## Your assignment:
Taking the data below line by line, count those that include the word "anyhow" and report the number alone.
++++++++++++++++++++
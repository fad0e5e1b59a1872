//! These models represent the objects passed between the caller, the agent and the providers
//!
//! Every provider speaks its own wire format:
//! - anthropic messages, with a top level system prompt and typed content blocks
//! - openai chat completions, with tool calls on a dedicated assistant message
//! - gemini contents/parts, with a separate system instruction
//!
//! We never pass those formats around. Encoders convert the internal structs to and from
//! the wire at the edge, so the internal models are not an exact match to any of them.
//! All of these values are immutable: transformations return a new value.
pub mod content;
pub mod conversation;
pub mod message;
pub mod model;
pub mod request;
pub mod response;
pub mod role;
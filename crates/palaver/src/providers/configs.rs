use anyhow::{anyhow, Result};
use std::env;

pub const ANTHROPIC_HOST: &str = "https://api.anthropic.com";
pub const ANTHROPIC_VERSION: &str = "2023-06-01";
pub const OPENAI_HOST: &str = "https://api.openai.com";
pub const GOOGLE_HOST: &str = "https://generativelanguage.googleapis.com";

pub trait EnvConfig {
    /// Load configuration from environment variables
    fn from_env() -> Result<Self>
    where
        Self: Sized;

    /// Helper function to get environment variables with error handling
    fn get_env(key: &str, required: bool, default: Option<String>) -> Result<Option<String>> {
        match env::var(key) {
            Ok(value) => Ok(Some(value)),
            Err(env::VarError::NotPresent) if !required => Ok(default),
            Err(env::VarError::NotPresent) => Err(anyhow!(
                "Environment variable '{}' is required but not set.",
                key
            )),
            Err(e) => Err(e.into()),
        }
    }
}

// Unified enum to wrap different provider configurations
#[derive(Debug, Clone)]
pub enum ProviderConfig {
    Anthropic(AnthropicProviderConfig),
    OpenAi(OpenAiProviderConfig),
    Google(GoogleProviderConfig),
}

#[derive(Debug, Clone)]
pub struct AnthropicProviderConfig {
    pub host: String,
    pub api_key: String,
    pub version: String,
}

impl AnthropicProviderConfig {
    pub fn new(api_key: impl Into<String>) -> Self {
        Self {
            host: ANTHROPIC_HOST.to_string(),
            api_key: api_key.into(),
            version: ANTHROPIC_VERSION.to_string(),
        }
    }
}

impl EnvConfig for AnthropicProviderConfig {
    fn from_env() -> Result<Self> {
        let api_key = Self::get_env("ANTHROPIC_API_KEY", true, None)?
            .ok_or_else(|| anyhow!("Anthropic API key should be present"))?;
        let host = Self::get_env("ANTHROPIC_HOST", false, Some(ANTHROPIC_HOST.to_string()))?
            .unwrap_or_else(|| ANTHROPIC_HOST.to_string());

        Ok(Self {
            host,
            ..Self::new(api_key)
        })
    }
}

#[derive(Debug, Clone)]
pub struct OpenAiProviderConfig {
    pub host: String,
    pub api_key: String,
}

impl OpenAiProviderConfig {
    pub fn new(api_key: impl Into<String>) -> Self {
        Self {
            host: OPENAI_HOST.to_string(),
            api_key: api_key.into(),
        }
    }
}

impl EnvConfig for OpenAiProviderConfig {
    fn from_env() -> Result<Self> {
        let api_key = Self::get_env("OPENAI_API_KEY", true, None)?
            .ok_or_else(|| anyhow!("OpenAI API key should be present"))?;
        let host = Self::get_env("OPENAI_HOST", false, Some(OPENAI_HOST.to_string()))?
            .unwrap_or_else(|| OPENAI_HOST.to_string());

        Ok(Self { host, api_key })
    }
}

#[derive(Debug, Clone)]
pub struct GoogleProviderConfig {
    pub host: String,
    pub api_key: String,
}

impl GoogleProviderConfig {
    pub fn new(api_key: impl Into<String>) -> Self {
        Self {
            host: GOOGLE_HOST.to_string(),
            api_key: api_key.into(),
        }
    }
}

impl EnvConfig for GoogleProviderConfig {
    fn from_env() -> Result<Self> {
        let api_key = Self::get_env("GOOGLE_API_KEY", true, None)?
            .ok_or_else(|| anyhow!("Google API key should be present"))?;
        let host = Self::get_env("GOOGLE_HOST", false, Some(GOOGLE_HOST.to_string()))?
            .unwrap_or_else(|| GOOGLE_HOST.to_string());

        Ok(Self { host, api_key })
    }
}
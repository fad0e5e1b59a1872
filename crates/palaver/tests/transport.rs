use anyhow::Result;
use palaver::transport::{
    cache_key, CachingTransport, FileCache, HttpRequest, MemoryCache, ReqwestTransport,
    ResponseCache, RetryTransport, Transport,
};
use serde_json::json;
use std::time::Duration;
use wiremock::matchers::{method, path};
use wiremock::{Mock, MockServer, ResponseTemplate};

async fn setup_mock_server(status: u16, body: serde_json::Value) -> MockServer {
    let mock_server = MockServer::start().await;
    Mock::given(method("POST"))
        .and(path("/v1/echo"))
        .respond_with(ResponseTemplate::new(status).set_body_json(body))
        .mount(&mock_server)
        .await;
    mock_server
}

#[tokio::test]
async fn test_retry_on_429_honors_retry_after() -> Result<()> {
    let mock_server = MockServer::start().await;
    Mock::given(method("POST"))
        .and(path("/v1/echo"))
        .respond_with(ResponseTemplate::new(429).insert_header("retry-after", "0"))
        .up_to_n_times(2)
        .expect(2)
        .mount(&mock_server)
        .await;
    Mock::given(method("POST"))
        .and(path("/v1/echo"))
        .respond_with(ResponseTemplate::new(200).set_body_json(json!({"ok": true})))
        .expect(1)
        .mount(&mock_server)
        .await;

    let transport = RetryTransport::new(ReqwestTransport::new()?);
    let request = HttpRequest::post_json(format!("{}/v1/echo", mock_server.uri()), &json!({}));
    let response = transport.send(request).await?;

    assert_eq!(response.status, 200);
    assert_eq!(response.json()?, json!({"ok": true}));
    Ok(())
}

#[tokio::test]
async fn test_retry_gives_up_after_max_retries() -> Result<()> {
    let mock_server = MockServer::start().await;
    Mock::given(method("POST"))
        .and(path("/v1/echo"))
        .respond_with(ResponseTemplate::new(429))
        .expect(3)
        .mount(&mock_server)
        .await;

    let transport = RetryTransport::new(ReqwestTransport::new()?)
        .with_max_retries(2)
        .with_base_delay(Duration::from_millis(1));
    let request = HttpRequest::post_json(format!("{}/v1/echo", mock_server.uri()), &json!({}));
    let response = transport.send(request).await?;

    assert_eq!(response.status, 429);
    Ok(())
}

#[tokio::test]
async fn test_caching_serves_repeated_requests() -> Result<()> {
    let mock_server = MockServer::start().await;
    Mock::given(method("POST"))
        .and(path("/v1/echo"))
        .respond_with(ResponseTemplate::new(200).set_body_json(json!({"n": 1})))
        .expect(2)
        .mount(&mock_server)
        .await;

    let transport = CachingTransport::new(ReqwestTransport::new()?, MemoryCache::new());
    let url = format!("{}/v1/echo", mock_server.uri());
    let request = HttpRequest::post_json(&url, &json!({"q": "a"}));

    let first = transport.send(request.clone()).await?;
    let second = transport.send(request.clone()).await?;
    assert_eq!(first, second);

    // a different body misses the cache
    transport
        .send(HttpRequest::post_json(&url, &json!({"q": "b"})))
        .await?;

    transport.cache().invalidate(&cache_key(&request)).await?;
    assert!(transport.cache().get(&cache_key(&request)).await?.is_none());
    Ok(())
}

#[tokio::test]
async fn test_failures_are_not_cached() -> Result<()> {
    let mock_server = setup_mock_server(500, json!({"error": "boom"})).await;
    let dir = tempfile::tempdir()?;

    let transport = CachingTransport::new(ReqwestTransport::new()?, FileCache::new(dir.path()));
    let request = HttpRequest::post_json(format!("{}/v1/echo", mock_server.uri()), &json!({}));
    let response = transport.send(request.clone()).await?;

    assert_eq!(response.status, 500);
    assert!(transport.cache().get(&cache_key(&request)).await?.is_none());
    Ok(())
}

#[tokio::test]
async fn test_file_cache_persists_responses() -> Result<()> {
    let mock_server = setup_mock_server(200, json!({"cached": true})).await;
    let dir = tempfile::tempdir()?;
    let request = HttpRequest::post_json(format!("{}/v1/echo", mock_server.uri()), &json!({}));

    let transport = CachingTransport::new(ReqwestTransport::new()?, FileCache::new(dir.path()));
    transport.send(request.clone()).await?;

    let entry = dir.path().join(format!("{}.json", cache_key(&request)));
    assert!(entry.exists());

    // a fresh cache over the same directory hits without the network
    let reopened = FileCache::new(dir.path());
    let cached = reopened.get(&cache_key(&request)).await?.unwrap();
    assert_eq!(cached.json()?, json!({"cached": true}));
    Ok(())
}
++++++++++++++++++++
## Written response:
6